A bolide, a type of ultra-bright fireball, exploded over northeastern Massachusetts at 2:06 p.m. EDT on May 30, 2026, dropping debris into Cape Cod Bay, NASA confirmed. It released energy equivalent to 300 tons of TNT and generated sonic booms felt from Delaware to Ontario, Canada.
NASA said the object was approximately five feet wide with a mass of 5.6 metric tons, entering the atmosphere at 42,000 mph and traveling 26 miles before breaking apart at an altitude of 31 miles. NOAA’s Geostationary Operational Environmental Satellite-19 (GOES-19) independently detected the atmospheric flash.

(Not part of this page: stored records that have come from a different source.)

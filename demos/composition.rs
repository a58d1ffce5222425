/// Building URLs by composition
use urls::{AbsoluteUrl, Query, RelativeUrl};

fn main() {
    let base = AbsoluteUrl::from_host("api.example.com", None, true);
    println!("Base: {base}"); // https://api.example.com

    // Every step returns a new value; `base` stays as it was
    let search = base
        .with_path(["v2", "search"])
        .add_query_parameter("q", "rust & wasm")
        .add_query_parameter("page", "2");
    println!("Search: {search}"); // https://api.example.com/v2/search?q=rust%20%26%20wasm&page=2
    println!("Base again: {base}");
    println!();

    // Credentials and fragments
    let private = search
        .with_credentials("alice", Some("s3cret"))
        .with_fragment("results");
    println!("Private: {private}");
    println!();

    // Query parameters from a record's fields, in declaration order
    let filters = Query::from_pairs([("lang", "en"), ("sort", "stars")]);
    let filtered = search.with_query(search.relative_url().query().merge(&filters));
    println!("Filtered: {filtered}");
    println!();

    // Swap in a different relative part wholesale
    let health = base.with_relative_url(RelativeUrl::parse("/health?verbose=1"));
    println!("Health: {health}"); // https://api.example.com/health?verbose=1
}
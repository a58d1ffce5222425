use serde::Deserialize;

#[derive(Debug, Deserialize, Clone)]
#[serde(untagged)]
pub enum TestCase {
    /// A URL test case
    UrlTest(Box<UrlCase>),
    /// A comment line (string)
    Comment(#[allow(dead_code)] String),
}

#[derive(Debug, Deserialize, Clone)]
#[serde(deny_unknown_fields)]
pub struct UrlCase {
    pub input: String,
    /// Expected serialization when it differs from `input`
    #[serde(default)]
    pub canonical: Option<String>,
    #[serde(default)]
    pub scheme: Option<String>,
    #[serde(default)]
    pub host: Option<String>,
    #[serde(default)]
    pub port: Option<u16>,
    #[serde(default)]
    pub username: Option<String>,
    #[serde(default)]
    pub password: Option<String>,
    #[serde(default)]
    pub path: Vec<String>,
    #[serde(default)]
    pub query: Vec<(String, String)>,
    #[serde(default)]
    pub fragment: String,
    /// Name of the expected `ParseError` variant
    #[serde(default)]
    pub failure: Option<String>,
}

#[derive(Debug, Clone, Default)]
pub struct FixtureResult {
    pub passed: usize,
    pub failures: Vec<String>,
}

impl FixtureResult {
    pub fn summary(&self) -> String {
        format!(
            "Passed: {}, Failed: {}\n{}",
            self.passed,
            self.failures.len(),
            self.failures.join("\n")
        )
    }
}

pub fn load_cases() -> Vec<TestCase> {
    serde_json::from_str(include_str!("url_cases.json")).unwrap_or_default()
}

#[cfg(test)]
mod tests {
    use super::*;

    #[test]
    fn test_load_cases() {
        let cases = load_cases();
        let urls = cases
            .iter()
            .filter(|case| matches!(case, TestCase::UrlTest(_)))
            .count();
        assert!(urls >= 20, "only {urls} cases loaded");
    }
}
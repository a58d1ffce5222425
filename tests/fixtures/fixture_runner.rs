use super::fixture_loader::{FixtureResult, TestCase, UrlCase, load_cases};
use urls::AbsoluteUrl;

fn check_case(case: &UrlCase) -> Result<(), String> {
    let parsed = AbsoluteUrl::parse(&case.input);

    if let Some(expected) = &case.failure {
        return match parsed {
            Ok(url) => Err(format!("expected {expected}, parsed as {url}")),
            Err(err) if &format!("{err:?}") == expected => Ok(()),
            Err(err) => Err(format!("expected {expected}, got {err:?}")),
        };
    }

    let url = parsed.map_err(|err| format!("parse error: {err}"))?;
    let mismatch = |field: &str, expected: &dyn core::fmt::Debug, actual: &dyn core::fmt::Debug| {
        Err(format!("{field}: expected {expected:?}, got {actual:?}"))
    };

    if case.scheme.as_deref().is_some_and(|scheme| scheme != url.scheme()) {
        return mismatch("scheme", &case.scheme, &url.scheme());
    }
    if case.host.as_deref().is_some_and(|host| host != url.host()) {
        return mismatch("host", &case.host, &url.host());
    }
    if url.port() != case.port {
        return mismatch("port", &case.port, &url.port());
    }

    let username = url.user_info().map(|info| info.username().to_string());
    if username != case.username {
        return mismatch("username", &case.username, &username);
    }
    let password = url
        .user_info()
        .and_then(|info| info.password().map(str::to_string));
    if password != case.password {
        return mismatch("password", &case.password, &password);
    }

    let relative = url.relative_url();
    if relative.path() != case.path.as_slice() {
        return mismatch("path", &case.path, &relative.path());
    }
    let query: Vec<(String, String)> = relative
        .query()
        .iter()
        .map(|(k, v)| (k.to_string(), v.to_string()))
        .collect();
    if query != case.query {
        return mismatch("query", &case.query, &query);
    }
    if relative.fragment() != case.fragment {
        return mismatch("fragment", &case.fragment, &relative.fragment());
    }

    let canonical = case.canonical.as_deref().unwrap_or(&case.input);
    let serialized = url.to_string();
    if serialized != canonical {
        return mismatch("serialized", &canonical, &serialized);
    }

    // parse(serialize(x)) == x
    match AbsoluteUrl::parse(&serialized) {
        Ok(reparsed) if reparsed == url => Ok(()),
        Ok(reparsed) => mismatch("round trip", &url, &reparsed),
        Err(err) => Err(format!("round trip: {err}")),
    }
}

pub fn run_fixture_tests(cases: Vec<TestCase>) -> FixtureResult {
    let mut result = FixtureResult::default();
    for case in cases {
        let TestCase::UrlTest(case) = case else {
            continue;
        };
        match check_case(&case) {
            Ok(()) => result.passed += 1,
            Err(reason) => result.failures.push(format!("{}: {reason}", case.input)),
        }
    }
    result
}

#[cfg(test)]
mod tests {
    use super::*;

    #[test]
    fn test_url_cases() {
        let result = run_fixture_tests(load_cases());
        assert!(result.passed > 0);
        assert!(result.failures.is_empty(), "{}", result.summary());
    }
}
//! Explicit conversions between [`AbsoluteUrl`] and [`url::Url`].
//!
//! Nothing here is implicit: there are no `From` impls, so a caller has to
//! name the conversion it wants.

use crate::absolute_url::AbsoluteUrl;
use crate::compat::{String, ToString, Vec};
use crate::error::{ParseError, Result};
use crate::percent_encode::percent_decode;
use crate::query::Query;
use crate::relative_url::RelativeUrl;
use crate::user_info::UserInfo;

impl AbsoluteUrl {
    /// Take the components of an already-parsed [`url::Url`] without
    /// re-parsing its string form.
    ///
    /// `url::Url` hides default ports and empty passwords, so those come
    /// back as `None`.
    ///
    /// # Errors
    ///
    /// [`ParseError::InvalidHost`] for URLs without a host, such as
    /// `mailto:` or `data:` URLs.
    pub fn from_platform_url(url: &url::Url) -> Result<Self> {
        let host = url
            .host_str()
            .filter(|host| !host.is_empty())
            .ok_or(ParseError::InvalidHost)?;

        let user_info = (!url.username().is_empty()).then(|| {
            let password = url.password().map(percent_decode);
            UserInfo::new(percent_decode(url.username()), password.as_deref())
        });

        let path: Vec<String> = url
            .path_segments()
            .map(|segments| {
                segments
                    .filter(|segment| !segment.is_empty())
                    .map(percent_decode)
                    .collect()
            })
            .unwrap_or_default();
        let query = url.query().map(Query::parse).unwrap_or_default();
        let fragment = url.fragment().unwrap_or_default();

        Ok(Self::from_parts(
            url.scheme(),
            host,
            url.port(),
            RelativeUrl::new(path, query, fragment),
            user_info,
        ))
    }

    /// Hand the canonical string form to [`url::Url::parse`].
    ///
    /// # Errors
    ///
    /// [`ParseError::Rejected`] when `url` refuses the string, e.g. for a
    /// host it considers invalid.
    pub fn to_platform_url(&self) -> Result<url::Url> {
        url::Url::parse(&self.to_string()).map_err(|_| ParseError::Rejected)
    }
}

#MeteorSighting: Eyewitnesses in New England and @NOAA’s GOES-19 satellite reported a bright fireball on Saturday, May 30, at 2:06 p.m EDT accompanied by a loud noise. The meteor appears to have fragmented at an altitude of 40 miles over northeast MA and southeast NH. The energy…
— NASA Space Alerts (@NASASpaceAlerts) May 30, 2026
The American Meteor Society (AMS) logged more than 80 witness reports from Delaware to Ontario, Canada. AMS program monitor Robert Lunsford described reports of a double boom, ground shaking, and a daytime fireball across the region.
The U.S. Geological Survey (USGS) confirmed sensors registered a sonic boom but recorded no seismic activity. Spokesperson Steve Sobie said the agency opened a “Did You Feel It?” event page after receiving multiple reports, though no seismographs detected earthquake activity.
NASA pinpointed the debris field approximately 10 miles northeast of Sandwich Harbor at a water depth of 34 meters in Cape Cod Bay. “This was a daytime bolide that produced a meteorite fall right in the middle of Cape Cod Bay,” NASA stated.
Saturday’s daytime bolide #meteor that exploded over Cape Cod did show up on satellite and radar. Based on the radar signature from surrounding Doppler radars, a meteorite fall was produced right in the middle of Cape Cod Bay. So, meteorite hunters might be limited to magnets on… pic.twitter.com/2sHdaz1iVu
— Brad Panovich (@wxbrad) May 31, 2026
The Massachusetts event is the latest in a documented 2026 surge in large fireball activity. The AMS recorded 2,322 events in Q1 2026, with 40 generating 50 or more witness reports and 16 generating 100 or more, a pattern the society described as warranting investigation.
“How bright it was, how fast it was moving, the angle it was coming from, and how long it stayed bright for, that gives us a lot of information,” said Shauna Edson, an astronomy educator at the Smithsonian National Air and Space Museum.